No final do Evangelho de São João, após a Ressurreição do Senhor, Pedro é questionado por Jesus: "Você me ama?" (João 21:15). Três vezes, a pergunta é feita a Pedro. E em cada uma delas, após a profissão de amor de Pedro, o apóstolo recebe a ordem de "alimentar" e "cuidar" dos "cordeiros" e das "ovelhas". Não há outra maneira de interpretar essa ordem senão eclesiasticamente. A Igreja deve ser alimentada com a verdade da Palavra de Deus. É isso que o pastor faz. É a própria razão pela qual ele é pastor.

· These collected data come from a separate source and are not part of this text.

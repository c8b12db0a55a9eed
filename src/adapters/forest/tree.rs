//! Weighted gini decision tree stored as a flat node arena.

use rand::seq::index;
use rand::Rng;
use serde::{Deserialize, Serialize};

/// Node in a pre-order arena. Children always follow their parent.
#[derive(Debug, Clone, PartialEq, Serialize, Deserialize)]
#[serde(tag = "type", rename_all = "snake_case")]
pub(super) enum Node {
    Leaf {
        /// Weighted fraction of positive samples that reached this leaf.
        positive: f64,
    },
    Split {
        feature: usize,
        threshold: f64,
        left: usize,
        right: usize,
    },
}

#[derive(Debug, Clone, PartialEq, Serialize, Deserialize)]
pub(super) struct DecisionTree {
    nodes: Vec<Node>,
    importances: Vec<f64>,
}

/// Growth limits for a single tree.
#[derive(Debug, Clone, Copy)]
pub(super) struct GrowParams {
    pub max_depth: usize,
    pub min_samples_split: usize,
    pub min_samples_leaf: usize,
    pub max_features: usize,
}

struct Builder<'a, R> {
    x: &'a [Vec<f64>],
    y: &'a [bool],
    weights: &'a [f64],
    params: GrowParams,
    rng: &'a mut R,
    nodes: Vec<Node>,
    importances: Vec<f64>,
}

struct BestSplit {
    feature: usize,
    threshold: f64,
    decrease: f64,
    position: usize,
}

fn gini(positive: f64, total: f64) -> f64 {
    if total <= 0.0 {
        return 0.0;
    }
    let p = positive / total;
    2.0 * p * (1.0 - p)
}

impl<R: Rng> Builder<'_, R> {
    fn totals(&self, samples: &[usize]) -> (f64, f64) {
        samples.iter().fold((0.0, 0.0), |(pos, total), &i| {
            let w = self.weights[i];
            (if self.y[i] { pos + w } else { pos }, total + w)
        })
    }

    fn grow(&mut self, samples: &mut [usize], depth: usize) -> usize {
        let id = self.nodes.len();
        let (w_pos, w_total) = self.totals(samples);
        let leaf_value = if w_total > 0.0 { w_pos / w_total } else { 0.0 };
        self.nodes.push(Node::Leaf {
            positive: leaf_value,
        });

        let pure = w_pos <= 0.0 || w_pos >= w_total;
        if pure || depth >= self.params.max_depth || samples.len() < self.params.min_samples_split
        {
            return id;
        }

        let Some(best) = self.best_split(samples, w_pos, w_total) else {
            return id;
        };

        self.importances[best.feature] += best.decrease;

        // Re-sort by the winning feature so the partition is contiguous.
        let feature = best.feature;
        samples.sort_by(|&a, &b| self.x[a][feature].total_cmp(&self.x[b][feature]));
        let (left_samples, right_samples) = samples.split_at_mut(best.position);

        let left = self.grow(left_samples, depth + 1);
        let right = self.grow(right_samples, depth + 1);
        self.nodes[id] = Node::Split {
            feature,
            threshold: best.threshold,
            left,
            right,
        };
        id
    }

    fn best_split(&mut self, samples: &[usize], w_pos: f64, w_total: f64) -> Option<BestSplit> {
        let n_features = self.importances.len();
        let k = self.params.max_features.clamp(1, n_features);
        let candidates = index::sample(&mut *self.rng, n_features, k);

        let parent = w_total * gini(w_pos, w_total);
        let min_leaf = self.params.min_samples_leaf.max(1);
        let mut best: Option<BestSplit> = None;
        let mut order = samples.to_vec();

        for feature in candidates.iter() {
            order.sort_by(|&a, &b| self.x[a][feature].total_cmp(&self.x[b][feature]));

            let mut left_pos = 0.0;
            let mut left_total = 0.0;
            for split in 1..order.len() {
                let prev = order[split - 1];
                let w = self.weights[prev];
                left_total += w;
                if self.y[prev] {
                    left_pos += w;
                }

                let lo = self.x[prev][feature];
                let hi = self.x[order[split]][feature];
                if hi <= lo || split < min_leaf || order.len() - split < min_leaf {
                    continue;
                }

                let right_pos = w_pos - left_pos;
                let right_total = w_total - left_total;
                let children = left_total * gini(left_pos, left_total)
                    + right_total * gini(right_pos, right_total);
                let decrease = parent - children;

                if decrease > 1e-12 && best.as_ref().map_or(true, |b| decrease > b.decrease) {
                    best = Some(BestSplit {
                        feature,
                        threshold: lo + (hi - lo) / 2.0,
                        decrease,
                        position: split,
                    });
                }
            }
        }
        best
    }
}

impl DecisionTree {
    /// Grow a tree over `samples` (bootstrap indices into `x`, repeats allowed).
    pub(super) fn grow<R: Rng>(
        x: &[Vec<f64>],
        y: &[bool],
        weights: &[f64],
        samples: &mut [usize],
        params: GrowParams,
        rng: &mut R,
    ) -> Self {
        let n_features = x.first().map_or(0, Vec::len);
        let mut builder = Builder {
            x,
            y,
            weights,
            params,
            rng,
            nodes: Vec::new(),
            importances: vec![0.0; n_features],
        };
        builder.grow(samples, 0);

        let mut importances = builder.importances;
        let total: f64 = importances.iter().sum();
        if total > 0.0 {
            for v in &mut importances {
                *v /= total;
            }
        }
        Self {
            nodes: builder.nodes,
            importances,
        }
    }

    /// Positive fraction at the leaf reached by `x`.
    pub(super) fn predict(&self, x: &[f64]) -> f64 {
        let mut id = 0;
        loop {
            match self.nodes.get(id) {
                Some(Node::Leaf { positive }) => return *positive,
                Some(Node::Split {
                    feature,
                    threshold,
                    left,
                    right,
                }) => {
                    id = if x[*feature] <= *threshold { *left } else { *right };
                }
                None => return 0.0,
            }
        }
    }

    pub(super) fn importances(&self) -> &[f64] {
        &self.importances
    }

    pub(super) fn depth(&self) -> usize {
        fn walk(nodes: &[Node], id: usize) -> usize {
            match nodes.get(id) {
                Some(Node::Split { left, right, .. }) => {
                    1 + walk(nodes, *left).max(walk(nodes, *right))
                }
                _ => 0,
            }
        }
        walk(&self.nodes, 0)
    }

    /// Arena invariants: non-empty, children strictly after parents, feature
    /// indices in range, leaf values in `[0, 1]`.
    pub(super) fn is_consistent(&self, n_features: usize) -> bool {
        !self.nodes.is_empty()
            && self.importances.len() == n_features
            && self.nodes.iter().enumerate().all(|(id, node)| match node {
                Node::Leaf { positive } => (0.0..=1.0).contains(positive),
                Node::Split {
                    feature,
                    threshold,
                    left,
                    right,
                } => {
                    *feature < n_features
                        && threshold.is_finite()
                        && *left > id
                        && *right > id
                        && *left < self.nodes.len()
                        && *right < self.nodes.len()
                }
            })
    }
}

#[cfg(test)]
mod tests {
    use super::*;
    use rand::SeedableRng;
    use rand_chacha::ChaCha20Rng;

    fn params() -> GrowParams {
        GrowParams {
            max_depth: 10,
            min_samples_split: 2,
            min_samples_leaf: 1,
            max_features: 1,
        }
    }

    #[test]
    fn test_separable_threshold() {
        let x: Vec<Vec<f64>> = (0..10).map(|i| vec![f64::from(i)]).collect();
        let y: Vec<bool> = (0..10).map(|i| i >= 5).collect();
        let weights = vec![1.0; 10];
        let mut samples: Vec<usize> = (0..10).collect();
        let mut rng = ChaCha20Rng::seed_from_u64(0);

        let tree = DecisionTree::grow(&x, &y, &weights, &mut samples, params(), &mut rng);
        assert_eq!(tree.depth(), 1);
        assert_eq!(tree.predict(&[2.0]), 0.0);
        assert_eq!(tree.predict(&[7.0]), 1.0);
        assert_eq!(tree.importances(), &[1.0]);
        assert!(tree.is_consistent(1));
    }

    #[test]
    fn test_depth_limit() {
        let x: Vec<Vec<f64>> = (0..16).map(|i| vec![f64::from(i)]).collect();
        let y: Vec<bool> = (0..16).map(|i| i % 2 == 0).collect();
        let weights = vec![1.0; 16];
        let mut samples: Vec<usize> = (0..16).collect();
        let mut rng = ChaCha20Rng::seed_from_u64(0);
        let limited = GrowParams {
            max_depth: 2,
            ..params()
        };

        let tree = DecisionTree::grow(&x, &y, &weights, &mut samples, limited, &mut rng);
        assert!(tree.depth() <= 2);
    }

    #[test]
    fn test_pure_node_is_leaf() {
        let x = vec![vec![1.0], vec![2.0]];
        let y = vec![false, false];
        let mut samples = vec![0, 1];
        let mut rng = ChaCha20Rng::seed_from_u64(0);
        let tree = DecisionTree::grow(&x, &y, &[1.0, 1.0], &mut samples, params(), &mut rng);
        assert_eq!(tree.depth(), 0);
        assert_eq!(tree.importances(), &[0.0]);
    }
}
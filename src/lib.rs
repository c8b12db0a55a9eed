//! # VitalDiet
//!
//! Multi-label disease prediction from vital-sign measurements, with a
//! deterministic diet recommendation engine on top of the predicted disease set.
//!
//! This crate provides:
//! - Feature standardization and multi-label encoding
//! - One-vs-rest ensembles of swappable binary classifiers (random forest, logistic)
//! - Versioned, integrity-checked model bundles
//! - A priority-ordered diet rule engine with transparent conflict resolution
//!
//! ## Architecture
//!
//! The crate follows Hexagonal Architecture:
//! - `domain`: Core types and pure logic (vitals, scaler, label space, diet rules)
//! - `ports`: Trait definitions at the seams (binary classifier, bundle store)
//! - `adapters`: Concrete implementations (random forest, logistic regression,
//!   filesystem bundle store, JSON-lines datasets, log sanitization)
//! - `application`: Use cases orchestrating domain and ports (training, inference)
//! - `config`: Environment-driven pipeline configuration

pub mod adapters;
pub mod application;
pub mod config;
pub mod domain;
pub mod ports;

pub use application::{Assessment, DiseasePredictor, ModelBundle, ModelHandle, OneVsRest};
pub use config::PipelineConfig;
pub use domain::{DietPlan, FeatureVector, LabelSpace, PredictionResult, RuleTable, ScalingParameters};

/// Result type for VitalDiet operations
pub type Result<T> = std::result::Result<T, VitalError>;

/// Main error type for VitalDiet
#[derive(Debug, thiserror::Error)]
pub enum VitalError {
    #[error("Invalid training data: {0}")]
    Data(String),

    #[error("Feature schema mismatch: {0}")]
    Schema(String),

    #[error("Unknown disease label: {0}")]
    UnknownLabel(String),

    #[error("Invalid configuration: {0}")]
    Config(String),

    #[error("Unsupported bundle version: found {found}, supported {supported}")]
    Version { found: String, supported: String },

    #[error("Corrupted model bundle: {0}")]
    Corruption(String),

    #[error("IO error: {0}")]
    Io(#[from] std::io::Error),

    #[error("Serialization error: {0}")]
    Serialization(#[from] serde_json::Error),
}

Um pastor que proclama a verdade por amor inspira nos cordeiros e nas ovelhas o amor pela verdade. Aqueles que amam a verdade, portanto, são menos propensos a renunciar à Fé quando e onde ela estiver sob ataque. Os confessores e os mártires conferem ao Corpo de Cristo uma resiliência histórica tal que nenhuma instituição meramente humana poderia resistir, de acordo com suas próprias características definidoras. A perseguição pode causar dor e morte a membros individuais da Igreja, mas o Corpo Místico do Senhor Ressuscitado possui um pleroma, ou plenitude, que não pode ser revogado por nenhum inimigo humano.
Alegramo-nos porque Deus é amor (1 João 4:8) e que a Ressurreição torna isso radiante, apesar da escuridão do nosso mundo.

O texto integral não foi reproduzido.